So mine's a long story but I'll do my best to cut it short...August last year I lost my dad to sclc after a 16 month battle. I am his only child, but he brought his partners children up for 35 years, and just 6 months prior to his death his partner decided to marry him (in order for her to continue a claim for industrial disease, due to him working for many years with asbestos).
I have spent all my 44 years having a close bond with my dad, even though we might not have seen each other every single week, we still kept in touch by phone or text. From diagnosis to the very end I was by my dad's side, taking him to all his appointments, spending his final 3 weeks at the hospital and hospice with him, day and night, I couldn't bear to leave him.
Anyway, my dad lost his brave battle at the end of August last year, and from the very day he died his partner decided to cut me out of everything. Her and her family put me through 3 weeks of hell prior to and including his funeral, they were adamant I wasn't having a song played from me to my dad, they never let me see him in the chapel of rest, and I have never been told what clothes he was dressed in for his funeral. Admittedly I finally lost it regarding my song choice, and it did get played as the final piece of music, though they all chose to walk out of the service as it played, to me it just proved how disrespectful they really are. They made the service all about them, and barely mentioned me, my children, grandchild, nanna (my dad's 94 yr old mum, who is still with us) or his siblings.

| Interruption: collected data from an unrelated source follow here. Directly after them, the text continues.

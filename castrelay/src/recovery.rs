//! Uniform skip-or-terminate policy for per-track failures.

/// Decision taken after a track-level failure.
#[derive(Debug, Clone, Copy, PartialEq, Eq)]
pub enum RecoveryVerdict {
    /// Advance to the next scheduled track.
    Skip,
    /// Too many consecutive failures; end the channel.
    Terminate,
}

/// Tracks the run length of consecutive track failures for one channel.
///
/// Failure kinds are not distinguished — an open error and a mid-stream
/// error count the same; only the number of consecutive failures drives
/// escalation. Any successful track completion resets the count.
#[derive(Debug)]
pub struct FailureRecoveryPolicy {
    threshold: usize,
    consecutive_failures: usize,
}

impl FailureRecoveryPolicy {
    /// `threshold` is clamped to at least 1.
    pub fn new(threshold: usize) -> Self {
        Self {
            threshold: threshold.max(1),
            consecutive_failures: 0,
        }
    }

    /// Records one failed track and decides whether to keep going.
    pub fn on_failure(&mut self) -> RecoveryVerdict {
        self.consecutive_failures += 1;
        if self.consecutive_failures >= self.threshold {
            RecoveryVerdict::Terminate
        } else {
            RecoveryVerdict::Skip
        }
    }

    /// Records one successfully completed track.
    pub fn on_success(&mut self) {
        self.consecutive_failures = 0;
    }

    pub fn consecutive_failures(&self) -> usize {
        self.consecutive_failures
    }

    pub fn threshold(&self) -> usize {
        self.threshold
    }
}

So since the day of his funeral I have had no contact with any of them, and I have no idea what his now wife has done with my dad's ashes. I have sent texts and an email to see if he has been given a final resting place but am being ignored. I really feel like I can't move on and get over his passing without having somewhere to visit him...What am i supposed to do now?...
Welcome to the community. I'm sorry to hear about the loss of your dad. You can take great comfort from being for him through his illness. The family may have cut you out but it was you who was there for your dad not them and this would mean more to him. Your dad will always be around you and will try to support and guide you as best he can.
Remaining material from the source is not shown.